It tells the last days in the life of the Roman Catholic cardinal primate Stephan Bem, who lives in an Eastern Bloc state that is not named. The country has been under communist rule for 40 years. The plot is therefore to be set in the mid-1980s.

action

The assassination attempt on the 56-year-old cardinal primate Bem, attempted by a man and a woman from a moving car, fails. Colonel Poulnikov of the state police fears a repetition of the murderous attack and hides the cardinal primate in the remote agricultural college of Ostrof. The priest Prisbek is housed in Bems adjoining room. The cardinal suspects that Prisbek belongs to the Patriotic Clergy , a movement in the small Eastern Bloc state that strongly condemns the Cardinal's Concordat (State Church Treaty) with the communist rulers. In addition, his guards persuade the cardinal that the two assassins come from church circles.
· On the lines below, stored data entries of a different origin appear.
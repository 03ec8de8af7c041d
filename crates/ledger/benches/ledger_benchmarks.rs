use criterion::{black_box, criterion_group, criterion_main, BenchmarkId, Criterion, Throughput};

use std::sync::Arc;

use daigou_ledger::{InMemoryStore, Ledger, Statistics};
use daigou_orders::{OrderDraft, OrderRecord, Status};

fn synthetic_records(count: usize) -> Vec<OrderRecord> {
    let store = Arc::new(InMemoryStore::new());
    let mut ledger = Ledger::open(Arc::clone(&store)).unwrap();
    for i in 0..count {
        let draft = OrderDraft {
            client_code: format!("C{:04}", i % 40),
            product_name: format!("item-{i}"),
            quantity: (i % 5 + 1) as u32,
            cost_foreign: 40_000.0 + (i % 900) as f64 * 100.0,
            exchange_rate: 40.0,
            total_price: 1_500.0 + (i % 70) as f64 * 10.0,
            is_paid: i % 3 == 0,
            ..OrderDraft::default()
        };
        let record = ledger.create(&draft).unwrap();
        let status = Status::ALL[i % Status::ALL.len()];
        ledger.set_status(record.id, status).unwrap();
    }
    ledger.records().to_vec()
}

fn bench_statistics(c: &mut Criterion) {
    let mut group = c.benchmark_group("statistics");

    for count in [10usize, 100, 1000, 10000].iter() {
        let records = synthetic_records(*count);
        group.throughput(Throughput::Elements(*count as u64));
        group.bench_with_input(
            BenchmarkId::new("from_records", count),
            &records,
            |b, records| {
                b.iter(|| black_box(Statistics::from_records(black_box(records))));
            },
        );
    }

    group.finish();
}

fn bench_backup_round_trip(c: &mut Criterion) {
    let mut group = c.benchmark_group("backup");

    for count in [100usize, 1000].iter() {
        let records = synthetic_records(*count);
        group.throughput(Throughput::Elements(*count as u64));
        group.bench_with_input(BenchmarkId::new("export", count), &records, |b, records| {
            b.iter(|| black_box(daigou_transfer::export_blob(black_box(records)).unwrap()));
        });

        let blob = daigou_transfer::export_blob(&records).unwrap();
        group.bench_with_input(BenchmarkId::new("import", count), &blob, |b, blob| {
            b.iter(|| black_box(daigou_transfer::import_blob(black_box(blob)).unwrap()));
        });
    }

    group.finish();
}

fn bench_mutation_latency(c: &mut Criterion) {
    let mut group = c.benchmark_group("mutation_latency");
    group.sample_size(1000);

    group.bench_function("create", |b| {
        let store = Arc::new(InMemoryStore::new());
        let mut ledger = Ledger::open(Arc::clone(&store)).unwrap();
        let draft = OrderDraft {
            client_code: "A123".to_string(),
            product_name: "保濕面霜".to_string(),
            quantity: 2,
            cost_foreign: 100_000.0,
            exchange_rate: 40.0,
            total_price: 3_000.0,
            ..OrderDraft::default()
        };
        b.iter(|| black_box(ledger.create(black_box(&draft)).unwrap()));
    });

    group.bench_function("set_status_in_1000_records", |b| {
        let store = Arc::new(InMemoryStore::with_records(synthetic_records(1000)));
        let mut ledger = Ledger::open(Arc::clone(&store)).unwrap();
        let id = ledger.records()[500].id;
        let mut flip = false;
        b.iter(|| {
            flip = !flip;
            let status = if flip { Status::Pickup } else { Status::Sorting };
            black_box(ledger.set_status(id, status).unwrap());
        });
    });

    group.finish();
}

criterion_group!(
    benches,
    bench_statistics,
    bench_backup_round_trip,
    bench_mutation_latency
);
criterion_main!(benches);
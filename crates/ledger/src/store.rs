//! Persistence seam for the ledger.
//!
//! The ledger never persists incrementally: after every successful mutation
//! it hands the store the entire collection. Adapters only need to replay
//! the last collection they were given.

use std::sync::{Arc, RwLock};

use thiserror::Error;

use daigou_orders::OrderRecord;

/// Error from a store adapter.
#[derive(Debug, Error)]
pub enum StoreError {
    #[error("failed to load orders: {0}")]
    Load(String),

    #[error("failed to save orders: {0}")]
    Save(String),
}

/// Whole-collection persistence abstraction.
pub trait OrderStore: Send + Sync {
    /// The last-saved collection, or empty if nothing was ever saved.
    fn load(&self) -> Result<Vec<OrderRecord>, StoreError>;

    /// Persist the entire collection, replacing whatever was saved before.
    fn save(&self, records: &[OrderRecord]) -> Result<(), StoreError>;
}

impl<S> OrderStore for Arc<S>
where
    S: OrderStore + ?Sized,
{
    fn load(&self) -> Result<Vec<OrderRecord>, StoreError> {
        (**self).load()
    }

    fn save(&self, records: &[OrderRecord]) -> Result<(), StoreError> {
        (**self).save(records)
    }
}

/// In-memory store for tests/dev.
#[derive(Debug, Default)]
pub struct InMemoryStore {
    inner: RwLock<Vec<OrderRecord>>,
}

impl InMemoryStore {
    pub fn new() -> Self {
        Self::default()
    }

    /// Start from a pre-seeded collection.
    pub fn with_records(records: Vec<OrderRecord>) -> Self {
        Self {
            inner: RwLock::new(records),
        }
    }

    /// What was last saved. Test inspection helper.
    pub fn snapshot(&self) -> Vec<OrderRecord> {
        self.inner.read().map(|records| records.clone()).unwrap_or_default()
    }
}

impl OrderStore for InMemoryStore {
    fn load(&self) -> Result<Vec<OrderRecord>, StoreError> {
        let records = self
            .inner
            .read()
            .map_err(|e| StoreError::Load(e.to_string()))?;
        Ok(records.clone())
    }

    fn save(&self, records: &[OrderRecord]) -> Result<(), StoreError> {
        let mut slot = self
            .inner
            .write()
            .map_err(|e| StoreError::Save(e.to_string()))?;
        *slot = records.to_vec();
        Ok(())
    }
}
//! Fulfillment status workflow.
//!
//! The vocabulary is fixed and strictly ordered, tracking an order from
//! client confirmation through Korean-side purchase and shipping to Taiwan
//! arrival and handover. Identifiers are stable wire values; renaming one is
//! a data migration, not an edit here.

use core::str::FromStr;
use serde::{Deserialize, Serialize};

use daigou_core::DomainError;

/// One step of the fulfillment workflow, in workflow order.
///
/// `Ord` follows declaration order, so comparing two statuses compares
/// workflow progress. The workflow is advisory: steps may be skipped or
/// revisited, and nothing here restricts transitions.
#[derive(Debug, Clone, Copy, PartialEq, Eq, PartialOrd, Ord, Hash, Serialize, Deserialize, Default)]
#[serde(rename_all = "snake_case")]
pub enum Status {
    #[default]
    Checking,
    Paid,
    Verified,
    OrderedKr,
    ShippedKr,
    Consolidation,
    ArrivedTw,
    Sorting,
    Pickup,
    ShippedTw,
    Completed,
}

impl Status {
    /// Every status, in workflow order.
    pub const ALL: [Status; 11] = [
        Status::Checking,
        Status::Paid,
        Status::Verified,
        Status::OrderedKr,
        Status::ShippedKr,
        Status::Consolidation,
        Status::ArrivedTw,
        Status::Sorting,
        Status::Pickup,
        Status::ShippedTw,
        Status::Completed,
    ];

    /// Stable wire identifier.
    pub fn as_str(self) -> &'static str {
        match self {
            Status::Checking => "checking",
            Status::Paid => "paid",
            Status::Verified => "verified",
            Status::OrderedKr => "ordered_kr",
            Status::ShippedKr => "shipped_kr",
            Status::Consolidation => "consolidation",
            Status::ArrivedTw => "arrived_tw",
            Status::Sorting => "sorting",
            Status::Pickup => "pickup",
            Status::ShippedTw => "shipped_tw",
            Status::Completed => "completed",
        }
    }

    /// Display label shown to operators.
    pub fn label(self) -> &'static str {
        match self {
            Status::Checking => "確認中",
            Status::Paid => "已匯款",
            Status::Verified => "對帳完成",
            Status::OrderedKr => "韓國端下單",
            Status::ShippedKr => "韓國端出貨",
            Status::Consolidation => "待集運回台",
            Status::ArrivedTw => "已抵台",
            Status::Sorting => "抵台整理中",
            Status::Pickup => "待面交",
            Status::ShippedTw => "已寄出",
            Status::Completed => "訂單完成",
        }
    }

    /// Icon tag associated with the status in client UIs.
    pub fn icon(self) -> &'static str {
        match self {
            Status::Checking => "clock",
            Status::Paid => "credit-card",
            Status::Verified => "check-circle",
            Status::OrderedKr => "shopping-bag",
            Status::ShippedKr => "truck",
            Status::Consolidation => "package",
            Status::ArrivedTw => "plane",
            Status::Sorting => "clipboard-list",
            Status::Pickup => "users",
            Status::ShippedTw => "send",
            Status::Completed => "check-circle",
        }
    }

    /// Zero-based position in the workflow.
    pub fn ordinal(self) -> usize {
        self as usize
    }

    /// `completed` ends the active lifecycle; nothing leaves it automatically.
    pub fn is_terminal(self) -> bool {
        matches!(self, Status::Completed)
    }
}

impl core::fmt::Display for Status {
    fn fmt(&self, f: &mut core::fmt::Formatter<'_>) -> core::fmt::Result {
        f.write_str(self.as_str())
    }
}

impl FromStr for Status {
    type Err = DomainError;

    fn from_str(s: &str) -> Result<Self, Self::Err> {
        Status::ALL
            .iter()
            .copied()
            .find(|status| status.as_str() == s)
            .ok_or_else(|| DomainError::unrecognized_status(s))
    }
}

/// Status as stored on a record.
///
/// Legacy data may carry strings outside today's vocabulary. Those are kept
/// verbatim so a record round-trips untouched, and [`StatusTag::normalize`]
/// maps them to [`Status::Checking`] wherever a real status is needed.
#[derive(Debug, Clone, PartialEq, Eq, Serialize, Deserialize)]
#[serde(untagged)]
pub enum StatusTag {
    Known(Status),
    Unknown(String),
}

impl StatusTag {
    /// Resolve to a workflow status, mapping anything unrecognized to
    /// `checking`. Idempotent.
    pub fn normalize(&self) -> Status {
        match self {
            StatusTag::Known(status) => *status,
            StatusTag::Unknown(raw) => raw.parse().unwrap_or(Status::Checking),
        }
    }

    /// The stored wire string, recognized or not.
    pub fn as_str(&self) -> &str {
        match self {
            StatusTag::Known(status) => status.as_str(),
            StatusTag::Unknown(raw) => raw,
        }
    }

    pub fn is_known(&self) -> bool {
        matches!(self, StatusTag::Known(_))
    }
}

impl Default for StatusTag {
    fn default() -> Self {
        StatusTag::Known(Status::Checking)
    }
}

impl From<Status> for StatusTag {
    fn from(status: Status) -> Self {
        StatusTag::Known(status)
    }
}

impl core::fmt::Display for StatusTag {
    fn fmt(&self, f: &mut core::fmt::Formatter<'_>) -> core::fmt::Result {
        f.write_str(self.as_str())
    }
}

#[cfg(test)]
mod tests {
    use super::*;
    use proptest::prelude::*;

    #[test]
    fn vocabulary_has_stable_identifiers_in_workflow_order() {
        let ids: Vec<&str> = Status::ALL.iter().map(|s| s.as_str()).collect();
        assert_eq!(
            ids,
            vec![
                "checking",
                "paid",
                "verified",
                "ordered_kr",
                "shipped_kr",
                "consolidation",
                "arrived_tw",
                "sorting",
                "pickup",
                "shipped_tw",
                "completed",
            ]
        );
    }

    #[test]
    fn every_identifier_parses_back_to_its_status() {
        for status in Status::ALL {
            let parsed: Status = status.as_str().parse().unwrap();
            assert_eq!(parsed, status);
        }
    }

    #[test]
    fn unknown_identifier_is_rejected_with_the_offending_value() {
        let err = "on_hold".parse::<Status>().unwrap_err();
        assert_eq!(err, DomainError::UnrecognizedStatus("on_hold".to_string()));
    }

    #[test]
    fn ordering_follows_the_workflow() {
        assert!(Status::Checking < Status::Paid);
        assert!(Status::ShippedTw < Status::Completed);
        for (i, status) in Status::ALL.iter().enumerate() {
            assert_eq!(status.ordinal(), i);
        }
    }

    #[test]
    fn only_completed_is_terminal() {
        for status in Status::ALL {
            assert_eq!(status.is_terminal(), status == Status::Completed);
        }
    }

    #[test]
    fn labels_and_icons_are_wired_up() {
        assert_eq!(Status::Checking.label(), "確認中");
        assert_eq!(Status::Checking.icon(), "clock");
        assert_eq!(Status::Paid.icon(), "credit-card");
        assert_eq!(Status::Completed.label(), "訂單完成");
        assert_eq!(Status::Completed.icon(), "check-circle");
    }

    #[test]
    fn status_serializes_as_its_identifier() {
        let json = serde_json::to_string(&Status::OrderedKr).unwrap();
        assert_eq!(json, "\"ordered_kr\"");
        let back: Status = serde_json::from_str(&json).unwrap();
        assert_eq!(back, Status::OrderedKr);
    }

    #[test]
    fn tag_decodes_known_strings_as_statuses() {
        let tag: StatusTag = serde_json::from_str("\"shipped_kr\"").unwrap();
        assert_eq!(tag, StatusTag::Known(Status::ShippedKr));
        assert!(tag.is_known());
    }

    #[test]
    fn tag_keeps_unknown_strings_verbatim() {
        let tag: StatusTag = serde_json::from_str("\"on_hold\"").unwrap();
        assert_eq!(tag, StatusTag::Unknown("on_hold".to_string()));
        assert!(!tag.is_known());
        assert_eq!(serde_json::to_string(&tag).unwrap(), "\"on_hold\"");
        assert_eq!(tag.normalize(), Status::Checking);
    }

    #[test]
    fn default_tag_is_checking() {
        assert_eq!(StatusTag::default().normalize(), Status::Checking);
    }

    proptest! {
        #![proptest_config(ProptestConfig {
            cases: 256,
            ..ProptestConfig::default()
        })]

        /// Property: normalizing any stored status string is idempotent and
        /// lands inside the vocabulary.
        #[test]
        fn normalization_is_idempotent_for_any_string(raw in ".*") {
            let tag: StatusTag = serde_json::from_value(serde_json::Value::String(raw)).unwrap();
            let once = tag.normalize();
            let twice = StatusTag::from(once).normalize();
            prop_assert_eq!(once, twice);
            prop_assert!(Status::ALL.contains(&once));
        }
    }
}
So Bem has to distrust everyone around him. But he still has full confidence in Father Jan Ley, the old, loyal friend from his student days in Rome. Bem can contact the Father by phone and make an appointment. Bem is watching closely and after a while comes to the conclusion that his guards may not even be from the state police. He can escape. The priest assists Bem in going into hiding. Bem learns the name of the male assassin from him: Gregor Danekin, the son of the former prime minister from before 1945. The father has more to tell. General Vrona, head of the state police, is looking for the first representative of the Catholic Church in the small country, who has disappeared from the scene without a trace, on behalf of the incumbent communist Prime Minister General Franz Urban . Bem, operating lonely from illegality, wants to contact the banned union in order to prevent the activities of the patriotic clergy , which in his opinion are anti-church . In these efforts he is picked up by Vrona's people. Prime Minister Urban, with whom Bem attended the Jesuit school, gives the old schoolmate a 24-hour period to restrain the Patriotic Clergy . But Vrona wants to strike immediately. He is against the deadline for the cardinal, this "enemy of socialism".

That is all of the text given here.